Goals review

In June I posted some goals I was working towards and thought it was about time for an update (and to re-look and reset for some I know I haven’t quite achieved yet).

goals tick

1. Get a 100kg back squat.  Achieved.
I got this about a month or so ago (and then not related have had a sore knee so haven’t squatted heavy pretty much since! Knee is now on the mend and big volume squats start again this week.  Bring on 10x10s! 🙂 ). Bonus – I am starting to enjoy squats! (they have always been my weakness since starting crossfit – go legs go!).

2. Get promoted to Manager at work.  Not yet…
I was a bit hesistant about posting an update about this as I was pretty sure I was going to get it last round (June), but some things aren’t always completely in your control despite how hard you work. As was pointed out I had only been in my current position for 6 months and a year is usually the norm. Anyway, I should get it in November and that will be that.  Moving on.

3. Get a ring muscle up.  Work in progress 🙂
This was always going to be a longer term goal.  Ultimately I want one consistently by the Crossfit Open (March) so I have a bit of time. That said, I still want it NOW! Haha. I have skills in my programme 3 times a week and you can bet this is number 1 on the skills roster to practice.

4. Lose 5ish kg. Achieved.
As I said in my goals post I don’t like to focus toooooo much on weight, but I think as females we naturally look at the number on the scales and some let it define our mood way too much (mental game anyone?!). Anyway, as of a few weeks ago I was 5kg down. It was pretty easy, we all know consistency is the key here. I have become pretty aware of my nutrition and aside from a few minor incidents with the marshmallow jar (LOL!) have been tracking everything and the weight easily came off. For me the biggest change was being aware of my protein intake and keeping it around 160-180g a day.  I wrote more about my nutrition and tracking my macros here.

5. Ring grandma every week. Achieved.
I was a bit slack at this to start actually!  Then I re-read my goals and upped my game!  My aunty is away for 6 weeks and she is usually very good at keeping in touch with grandma if Katie and I are not.  With her away it is now our job (that sounds bad) to check grandma is ok and to do some shopping for her each week.  Being 94, almost blind and living by herself up a HUGE path, she does very well but can’t do everything herself so it is important we keep in touch.

Funny story actually.
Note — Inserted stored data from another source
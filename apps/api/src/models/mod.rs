pub mod workout;
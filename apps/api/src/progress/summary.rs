//! Progress aggregates derived from the Log Store table. Nothing here is persisted.
//!
//! All aggregates key on the row's date, not its position in the store, so a
//! permuted table gives the same answer.

use std::collections::{BTreeMap, BTreeSet, HashMap};

use chrono::NaiveDate;
use serde::Serialize;

use crate::models::workout::{LogTable, LoggedSet, MuscleGroup};

#[derive(Debug, Clone, Copy, PartialEq, Serialize)]
pub struct DatePoint {
    pub date: NaiveDate,
    pub weight: f64,
}

#[derive(Debug, Clone, Default, PartialEq, Serialize)]
pub struct ProgressSummary {
    /// All-time personal record over the series.
    pub max_weight: Option<f64>,
    /// Peak weight of the most recent date in the series.
    pub last_weight: Option<f64>,
    /// Date-ascending; sets on one day collapse to that day's peak.
    pub per_date_max_weight: Vec<DatePoint>,
    /// Rows matching the filter, including rows excluded from the series.
    pub set_count: usize,
}

#[derive(Debug, Clone, PartialEq, Serialize)]
pub struct MuscleGroupCount {
    pub muscle_group: MuscleGroup,
    pub sets: usize,
}

#[derive(Debug, Clone, PartialEq, Serialize)]
pub struct DateCount {
    pub date: NaiveDate,
    pub sets: usize,
}

/// Progress for the rows matching `exercise` (case-insensitive) and `muscle_group`.
/// `None` filters match everything.
pub fn summarize(
    table: &LogTable,
    exercise: Option<&str>,
    muscle_group: Option<MuscleGroup>,
) -> ProgressSummary {
    let exercise = exercise.map(str::trim).filter(|e| !e.is_empty());
    let matching: Vec<&LoggedSet> = table
        .rows
        .iter()
        .filter(|row| exercise.map_or(true, |e| row.exercise.eq_ignore_ascii_case(e)))
        .filter(|row| muscle_group.map_or(true, |g| row.muscle_group == g))
        .collect();

    let mut peaks: BTreeMap<NaiveDate, f64> = BTreeMap::new();
    for row in &matching {
        if let (Some(date), Some(weight)) = (row.date, row.weight) {
            peaks
                .entry(date)
                .and_modify(|peak| *peak = peak.max(weight))
                .or_insert(weight);
        }
    }

    let per_date_max_weight: Vec<DatePoint> = peaks
        .into_iter()
        .map(|(date, weight)| DatePoint { date, weight })
        .collect();

    ProgressSummary {
        max_weight: per_date_max_weight
            .iter()
            .map(|p| p.weight)
            .reduce(f64::max),
        last_weight: per_date_max_weight.last().map(|p| p.weight),
        per_date_max_weight,
        set_count: matching.len(),
    }
}

/// Sorted, de-duplicated exercise names for a selection list.
pub fn exercises(table: &LogTable) -> Vec<String> {
    table
        .rows
        .iter()
        .map(|row| row.exercise.trim())
        .filter(|e| !e.is_empty())
        .map(String::from)
        .collect::<BTreeSet<_>>()
        .into_iter()
        .collect()
}

/// Sets logged per muscle group, most-trained first.
pub fn muscle_group_counts(table: &LogTable) -> Vec<MuscleGroupCount> {
    let mut counts: HashMap<MuscleGroup, usize> = HashMap::new();
    for row in &table.rows {
        *counts.entry(row.muscle_group).or_default() += 1;
    }
    let mut counts: Vec<MuscleGroupCount> = counts
        .into_iter()
        .map(|(muscle_group, sets)| MuscleGroupCount { muscle_group, sets })
        .collect();
    counts.sort_by(|a, b| b.sets.cmp(&a.sets).then(a.muscle_group.cmp(&b.muscle_group)));
    counts
}

/// Sets logged per date, ascending. Rows without a readable date are skipped.
pub fn sets_per_date(table: &LogTable) -> Vec<DateCount> {
    let mut counts: BTreeMap<NaiveDate, usize> = BTreeMap::new();
    for date in table.rows.iter().filter_map(|row| row.date) {
        *counts.entry(date).or_default() += 1;
    }
    counts
        .into_iter()
        .map(|(date, sets)| DateCount { date, sets })
        .collect()
}
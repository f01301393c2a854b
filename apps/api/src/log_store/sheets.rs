//! Google Sheets v4 backend.
//!
//! The spreadsheet is addressed by ID, or by document name resolved once
//! through Drive. Reads use formatted values, so every cell arrives as a string.

use std::sync::Mutex;

use async_trait::async_trait;
use reqwest::{Client, RequestBuilder, Response, StatusCode, Url};
use serde::Deserialize;
use serde_json::{json, Value};
use tracing::{debug, info, warn};

use super::auth::TokenProvider;
use super::{records_from_rows, LogStore, Record, StoreError};
use crate::config::SpreadsheetLocator;

const SHEETS_API_BASE: &str = "https://sheets.googleapis.com/v4/spreadsheets";
const DRIVE_FILES_URL: &str = "https://www.googleapis.com/drive/v3/files";
const SPREADSHEET_MIME: &str = "application/vnd.google-apps.spreadsheet";

/// Cells are stored exactly as sent. Free text is never parsed as a formula,
/// number or date.
const APPEND_QUERY: [(&str, &str); 2] = [
    ("valueInputOption", "RAW"),
    ("insertDataOption", "INSERT_ROWS"),
];

#[derive(Debug, Deserialize)]
struct ValueRange {
    #[serde(default)]
    values: Vec<Vec<Value>>,
}

#[derive(Debug, Deserialize)]
struct DriveFileList {
    #[serde(default)]
    files: Vec<DriveFile>,
}

#[derive(Debug, Deserialize)]
struct DriveFile {
    id: String,
}

#[derive(Debug, Deserialize)]
struct GoogleError {
    error: GoogleErrorBody,
}

#[derive(Debug, Deserialize)]
struct GoogleErrorBody {
    message: String,
}

/// One worksheet (tab) of one spreadsheet, acting as the Log Store.
pub struct SheetsStore {
    client: Client,
    token: TokenProvider,
    locator: SpreadsheetLocator,
    worksheet: String,
    spreadsheet_id: Mutex<Option<String>>,
    sheets_base: String,
    drive_files_url: String,
}

impl SheetsStore {
    pub fn new(
        client: Client,
        token: TokenProvider,
        locator: SpreadsheetLocator,
        worksheet: String,
    ) -> Self {
        let spreadsheet_id = match &locator {
            SpreadsheetLocator::Id(id) => Some(id.clone()),
            SpreadsheetLocator::Name(_) => None,
        };
        Self {
            client,
            token,
            locator,
            worksheet,
            spreadsheet_id: Mutex::new(spreadsheet_id),
            sheets_base: SHEETS_API_BASE.to_string(),
            drive_files_url: DRIVE_FILES_URL.to_string(),
        }
    }

    #[cfg(test)]
    fn with_endpoints(mut self, sheets_base: String, drive_files_url: String) -> Self {
        self.sheets_base = sheets_base;
        self.drive_files_url = drive_files_url;
        self
    }

    fn cached_id(&self) -> Option<String> {
        self.spreadsheet_id
            .lock()
            .unwrap_or_else(|e| e.into_inner())
            .clone()
    }

    async fn spreadsheet_id(&self) -> Result<String, StoreError> {
        if let Some(id) = self.cached_id() {
            return Ok(id);
        }
        let name = match &self.locator {
            SpreadsheetLocator::Id(id) => return Ok(id.clone()),
            SpreadsheetLocator::Name(name) => name,
        };

        let query = drive_query(name);
        let response = self
            .send_authorized(|token| {
                self.client
                    .get(&self.drive_files_url)
                    .bearer_auth(token)
                    .query(&[("q", query.as_str()), ("fields", "files(id,name)")])
            })
            .await?;
        let list: DriveFileList = response.json().await?;

        let id = list
            .files
            .into_iter()
            .next()
            .map(|f| f.id)
            .ok_or_else(|| {
                StoreError::NotFound(format!(
                    "no spreadsheet named '{name}' is shared with {}",
                    self.token.client_email()
                ))
            })?;
        info!("Resolved spreadsheet '{name}' to {id}");
        *self.spreadsheet_id.lock().unwrap_or_else(|e| e.into_inner()) = Some(id.clone());
        Ok(id)
    }

    /// Sends a request with a bearer token. A 401 drops the cached token and
    /// retries once with a fresh one.
    async fn send_authorized<F>(&self, build: F) -> Result<Response, StoreError>
    where
        F: Fn(&str) -> RequestBuilder,
    {
        let token = self.token.access_token().await?;
        let mut response = build(&token).send().await?;

        if response.status() == StatusCode::UNAUTHORIZED {
            warn!("Google API rejected the cached token, re-authorising");
            self.token.reset();
            let token = self.token.access_token().await?;
            response = build(&token).send().await?;
        }

        let status = response.status();
        if !status.is_success() {
            let body = response.text().await.unwrap_or_default();
            let message = serde_json::from_str::<GoogleError>(&body)
                .map(|e| e.error.message)
                .unwrap_or(body);
            return Err(StoreError::Api {
                status: status.as_u16(),
                message,
            });
        }
        Ok(response)
    }
}

#[async_trait]
impl LogStore for SheetsStore {
    async fn append_rows(&self, rows: Vec<Vec<Value>>) -> Result<(), StoreError> {
        let id = self.spreadsheet_id().await?;
        let range = format!("{}:append", a1_range(&self.worksheet, Some("A1")));
        let url = values_url(&self.sheets_base, &id, &range)?;
        let count = rows.len();
        let body = json!({ "majorDimension": "ROWS", "values": rows });

        self.send_authorized(|token| {
            self.client
                .post(url.clone())
                .bearer_auth(token)
                .query(&APPEND_QUERY)
                .json(&body)
        })
        .await?;

        debug!("Appended {} rows to '{}'", count, self.worksheet);
        Ok(())
    }

    async fn read_records(&self) -> Result<Vec<Record>, StoreError> {
        let id = self.spreadsheet_id().await?;
        let url = values_url(&self.sheets_base, &id, &a1_range(&self.worksheet, None))?;

        let response = self
            .send_authorized(|token| {
                self.client
                    .get(url.clone())
                    .bearer_auth(token)
                    .query(&[("majorDimension", "ROWS")])
            })
            .await?;
        let range: ValueRange = response.json().await?;

        let records = records_from_rows(range.values);
        debug!("Read {} records from '{}'", records.len(), self.worksheet);
        Ok(records)
    }

    fn reset(&self) {
        self.token.reset();
        if matches!(self.locator, SpreadsheetLocator::Name(_)) {
            *self.spreadsheet_id.lock().unwrap_or_else(|e| e.into_inner()) = None;
        }
    }
}

/// A1 notation for a worksheet, quoting the tab name.
fn a1_range(worksheet: &str, cell: Option<&str>) -> String {
    let quoted = format!("'{}'", worksheet.replace('\'', "''"));
    match cell {
        Some(cell) => format!("{quoted}!{cell}"),
        None => quoted,
    }
}

/// `spreadsheets/{id}/values/{range}` with each segment percent-encoded.
fn values_url(base: &str, spreadsheet_id: &str, range: &str) -> Result<Url, StoreError> {
    let mut url = Url::parse(base)
        .map_err(|e| StoreError::Unavailable(format!("bad Sheets base URL: {e}")))?;
    url.path_segments_mut()
        .map_err(|_| StoreError::Unavailable("Sheets base URL cannot take a path".to_string()))?
        .push(spreadsheet_id)
        .push("values")
        .push(range);
    Ok(url)
}

fn drive_query(name: &str) -> String {
    let escaped = name.replace('\\', "\\\\").replace('\'', "\\'");
    format!("name = '{escaped}' and mimeType = '{SPREADSHEET_MIME}' and trashed = false")
}
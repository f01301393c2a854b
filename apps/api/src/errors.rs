use axum::{
    http::StatusCode,
    response::{IntoResponse, Response},
    Json,
};
use serde::Serialize;
use serde_json::json;
use thiserror::Error;

use crate::log_store::StoreError;

/// Why a submission could not be turned into set records.
#[derive(Debug, Clone, Copy, PartialEq, Eq, Serialize)]
#[serde(rename_all = "snake_case")]
pub enum ParseFailure {
    /// Every configured model was unreachable or rejected the request.
    ServiceUnavailable,
    /// The response was not a non-empty JSON array of objects.
    MalformedOutput,
}

/// Terminal failure of `WorkoutParser::parse`. Never carries a partial list.
#[derive(Debug, Error)]
#[error("{reason:?}: {detail}")]
pub struct ParseError {
    pub reason: ParseFailure,
    pub detail: String,
}

impl ParseError {
    pub fn service_unavailable(detail: impl Into<String>) -> Self {
        Self {
            reason: ParseFailure::ServiceUnavailable,
            detail: detail.into(),
        }
    }

    pub fn malformed(detail: impl Into<String>) -> Self {
        Self {
            reason: ParseFailure::MalformedOutput,
            detail: detail.into(),
        }
    }
}

/// The batch append to the Log Store failed. Nothing is retried.
#[derive(Debug, Error)]
#[error("Failed to append {rows} rows: {source}")]
pub struct WriteError {
    pub rows: usize,
    #[source]
    pub source: StoreError,
}

/// Application-level error type.
/// Implements `IntoResponse` so Axum handlers can return `Result<T, AppError>`.
#[derive(Debug, Error)]
pub enum AppError {
    #[error("Validation error: {0}")]
    Validation(String),

    #[error("Parse error: {0}")]
    Parse(#[from] ParseError),

    #[error("Write error: {0}")]
    Write(#[from] WriteError),
}

impl IntoResponse for AppError {
    fn into_response(self) -> Response {
        let (status, code, message) = match &self {
            AppError::Validation(msg) => (StatusCode::BAD_REQUEST, "VALIDATION_ERROR", msg.clone()),
            AppError::Parse(e) => match e.reason {
                ParseFailure::ServiceUnavailable => {
                    tracing::error!("Extraction service unavailable: {}", e.detail);
                    (
                        StatusCode::SERVICE_UNAVAILABLE,
                        "SERVICE_UNAVAILABLE",
                        "The AI service is unavailable. Try again later.".to_string(),
                    )
                }
                ParseFailure::MalformedOutput => {
                    tracing::warn!("Extraction output malformed: {}", e.detail);
                    (
                        StatusCode::UNPROCESSABLE_ENTITY,
                        "MALFORMED_OUTPUT",
                        "AI missed that. Try again.".to_string(),
                    )
                }
            },
            AppError::Write(e) => {
                tracing::error!("Log store write error: {e}");
                (
                    StatusCode::BAD_GATEWAY,
                    "WRITE_ERROR",
                    format!("Could not save the workout: {}", e.source),
                )
            }
        };

        let body = Json(json!({
            "error": {
                "code": code,
                "message": message
            }
        }));

        (status, body).into_response()
    }
}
On Friday I was in the office and get a call to my cellphone. I look down and it is my grandma ringing!!! I didn’t even know she knew what a cellphone was let alone what my number was and how to dial it!!! Anyway, I answer (very shocked “how on earth did you call me?!!”) and she is ringing to give me her grocery list.  I go into a meeting room at work and she reads it out.  It goes something like this:

– 2 carrots

– 4 brown mushrooms

– a few grapes…

etc – you get the jist.  She then carries on having a grand ole chat about the political debate on tv last night and everything else in the world (all the while I’m like “Yes grandma I will see you tomorrow and we can chat, uh huh, ok… i reeeeeally have to do some work now”).  When I finally get off the phone to her, someone asks “Was that your grandma?” – turns out our new meeting rooms aren’t very sound proof and everyone heard the conversation.  Hahaha! Looking forward to this Friday’s call with the shopping list too! 😛

So there it is, updates on my goals since June.  I have a few more goals now I am working towards, but will get them up in a separate post.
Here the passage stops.